From: N. Ganesan (firstname.lastname@example.org)
Date: Fri May 06 2005 - 12:47:05 CDT
Thanks for all the interesting and useful tech comments.
>Tamil compresses very well for example with SCSU (with nearly one encoded
>byte per codepoint).
I'm a mere structural dynamicist and collect, edit of classical Tamil texts.
Can you tell a little more on SCSU. Any pointers, URLs to
how it works on texts, say Tamil unicode text? Tamil letters
are not conjuncts, something similar in this sense to Latin script of Europe.
The only abugidas that conjunct are the u/uu series acting upon consonants.
Table 9-10, Chapter 9.6, The Unicode std. 4.0.
Do these conjuncts in Table 9.10 also have 2 code points?
Will be of interest if Arvind Thiagarajan can find a solution
to say 50 times of data compression in MPEG formats.
But I don't know more about his product.
Hans Aberg wrote:
>If one can make 30 times loss-less data compression without being
>able to search, that would still be interesting for archiving and
>backup systems.

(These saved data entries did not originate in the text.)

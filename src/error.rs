//! Error types for the ATM terminal.

use thiserror::Error;

/// Result type alias for terminal and store operations
pub type Result<T> = std::result::Result<T, AtmError>;

/// Errors that can occur while running the terminal.
///
/// Rejected PINs, locked accounts and refused withdrawals are not errors;
/// those are reported through [`crate::atm::Outcome`].
#[derive(Error, Debug)]
pub enum AtmError {
    /// Failed to read from or write to the terminal
    #[error("I/O error: {0}")]
    Io(#[from] std::io::Error),

    /// The account database could not be opened, read or written
    #[error("storage error: {0}")]
    Storage(#[from] rusqlite::Error),

    /// A persisted row could not be mapped back to an account
    #[error("corrupt record for card {card_id}: {message}")]
    CorruptRecord { card_id: String, message: String },

    /// User input that is not a valid number for the requested field
    #[error("invalid input: {0}")]
    InvalidInput(String),
}

impl AtmError {
    /// Returns `true` if the current operation may be retried by re-prompting.
    pub fn is_recoverable(&self) -> bool {
        matches!(self, AtmError::InvalidInput(_))
    }
}
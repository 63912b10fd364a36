//! Interactive prompt loop.
//!
//! Reads from any [`BufRead`] and writes to any [`Write`], so the binary
//! drives it with stdin/stdout and tests drive it with byte buffers. End of
//! input behaves like typing `exit`.

use crate::account::Account;
use crate::atm::{Atm, Operation, Outcome};
use crate::error::{AtmError, Result};
use crate::lockout::{AuthOutcome, LOCKOUT_HOURS};
use crate::store::AccountStore;
use log::error;
use std::io::{BufRead, Write};
use std::str::FromStr;

const MENU: &str = "\n1. Check Balance\n2. Deposit\n3. Withdraw\n4. Exit";

/// Parses a numeric field, rejecting anything that is not a non-negative
/// integer in range for `T`.
pub fn parse_number<T: FromStr>(field: &str, raw: &str) -> Result<T> {
    raw.trim()
        .parse()
        .map_err(|_| AtmError::InvalidInput(format!("{} must be a whole number", field)))
}

/// A terminal session over an [`Atm`].
pub struct Terminal<S, R, W> {
    atm: Atm<S>,
    input: R,
    output: W,
}

impl<S: AccountStore, R: BufRead, W: Write> Terminal<S, R, W> {
    pub fn new(atm: Atm<S>, input: R, output: W) -> Self {
        Terminal { atm, input, output }
    }

    /// Runs card sessions until `exit` or end of input.
    ///
    /// Only terminal I/O failures end the run with an error; storage failures
    /// abort the operation in progress and are reported to the user.
    pub fn run(&mut self) -> Result<()> {
        while let Some(card) = self.prompt("\nInsert ATM Card (or 'exit'): ")? {
            if card == "exit" {
                break;
            }

            match self.atm.insert_card(&card) {
                Ok(Some(mut account)) => self.menu(&mut account)?,
                Ok(None) => writeln!(self.output, "Invalid card")?,
                Err(e) => self.report(e)?,
            }
        }

        writeln!(self.output, "ATM shut down")?;
        self.output.flush()?;
        Ok(())
    }

    fn menu(&mut self, account: &mut Account) -> Result<()> {
        loop {
            writeln!(self.output, "{}", MENU)?;
            let Some(choice) = self.prompt("Choose option: ")? else {
                return Ok(());
            };

            let needs_amount = match choice.as_str() {
                "1" => false,
                "2" | "3" => true,
                "4" => return Ok(()),
                _ => {
                    writeln!(self.output, "Invalid option")?;
                    continue;
                }
            };

            let Some(pin) = self.read_number::<u32>("PIN", "Enter PIN: ")? else {
                return Ok(());
            };
            let amount = if needs_amount {
                match self.read_number::<u64>("Amount", "Enter amount: ")? {
                    Some(amount) => amount,
                    None => return Ok(()),
                }
            } else {
                0
            };

            let op = match choice.as_str() {
                "2" => Operation::Deposit(amount),
                "3" => Operation::Withdraw(amount),
                _ => Operation::CheckBalance,
            };

            match self.atm.execute(account, pin, op) {
                Ok(outcome) => self.show(outcome)?,
                Err(e) => self.report(e)?,
            }
        }
    }

    fn show(&mut self, outcome: Outcome) -> Result<()> {
        match outcome {
            Outcome::Denied(AuthOutcome::WrongPin { .. }) => writeln!(self.output, "Wrong PIN")?,
            Outcome::Denied(AuthOutcome::LockedOut { .. }) => {
                writeln!(self.output, "Wrong PIN")?;
                writeln!(self.output, "Account locked for {} hours", LOCKOUT_HOURS)?;
            }
            Outcome::Denied(AuthOutcome::Refused { .. }) => writeln!(
                self.output,
                "Account locked. Try after {} hours",
                LOCKOUT_HOURS
            )?,
            Outcome::Denied(AuthOutcome::Accepted) => {}
            Outcome::Balance(balance) => writeln!(self.output, "Balance: {}", balance)?,
            Outcome::Deposited { .. } => writeln!(self.output, "Amount deposited")?,
            Outcome::Dispensed { .. } => writeln!(self.output, "Collect cash")?,
            Outcome::InsufficientBalance { .. } => {
                writeln!(self.output, "Insufficient balance")?
            }
            Outcome::InvalidAmount => writeln!(self.output, "Amount must be positive")?,
            Outcome::AmountTooLarge { .. } => {
                writeln!(self.output, "Amount exceeds account limit")?
            }
        }
        Ok(())
    }

    /// Prints a non-fatal error and lets the session continue. Terminal I/O
    /// errors are passed back up.
    fn report(&mut self, err: AtmError) -> Result<()> {
        if let AtmError::Io(_) = err {
            return Err(err);
        }
        error!("Operation aborted: {}", err);
        writeln!(self.output, "Operation failed: {}", err)?;
        Ok(())
    }

    /// Prompts until a valid number is entered. `None` on end of input.
    fn read_number<T: FromStr>(&mut self, field: &str, prompt: &str) -> Result<Option<T>> {
        while let Some(line) = self.prompt(prompt)? {
            match parse_number(field, &line) {
                Ok(value) => return Ok(Some(value)),
                Err(e) if e.is_recoverable() => writeln!(self.output, "Invalid input")?,
                Err(e) => return Err(e),
            }
        }
        Ok(None)
    }

    /// Writes `prompt` and reads one trimmed line. `None` on end of input.
    fn prompt(&mut self, prompt: &str) -> Result<Option<String>> {
        write!(self.output, "{}", prompt)?;
        self.output.flush()?;

        let mut line = String::new();
        if self.input.read_line(&mut line)? == 0 {
            return Ok(None);
        }
        Ok(Some(line.trim().to_string()))
    }
}
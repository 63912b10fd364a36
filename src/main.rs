//! ATM Terminal CLI
//!
//! Interactive ATM session over a SQLite account file. The file and its
//! table are created on first run and seeded with two demo cards.
//!
//! # Usage
//!
//! ```bash
//! cargo run -- [path/to/atm.db]
//! ```
//!
//! # Environment Variables
//!
//! - `RUST_LOG`: Set to `debug` or `info` to control logging verbosity

use atm_terminal::store::DEFAULT_DB_PATH;
use atm_terminal::{Atm, Result, SqliteStore, Terminal};
use std::env;
use std::io;
use std::process;

fn main() {
    env_logger::init();

    if let Err(e) = run() {
        eprintln!("Error: {}", e);
        process::exit(1);
    }
}

fn run() -> Result<()> {
    let db_path = env::args()
        .nth(1)
        .unwrap_or_else(|| DEFAULT_DB_PATH.to_string());

    let store = SqliteStore::open(&db_path)?;
    store.seed_demo_accounts()?;

    let stdin = io::stdin();
    let stdout = io::stdout();
    let mut terminal = Terminal::new(Atm::new(store), stdin.lock(), stdout.lock());
    terminal.run()
}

One should note though that the success of data
>compression depends much on the types of data one is compression, and
>how intelligent the software is in finding regularities.
Journal articles are retrieved from accessing college campus databases at home
from JSTOR. The papers come as pdf files. Since Tamil letters are
few compared to say, Devanagari, and basically no conjuncts (unlike
North Indian scripts), can an OCR program coupled with
SCSU read paper books as the unicode text in Tamil possible?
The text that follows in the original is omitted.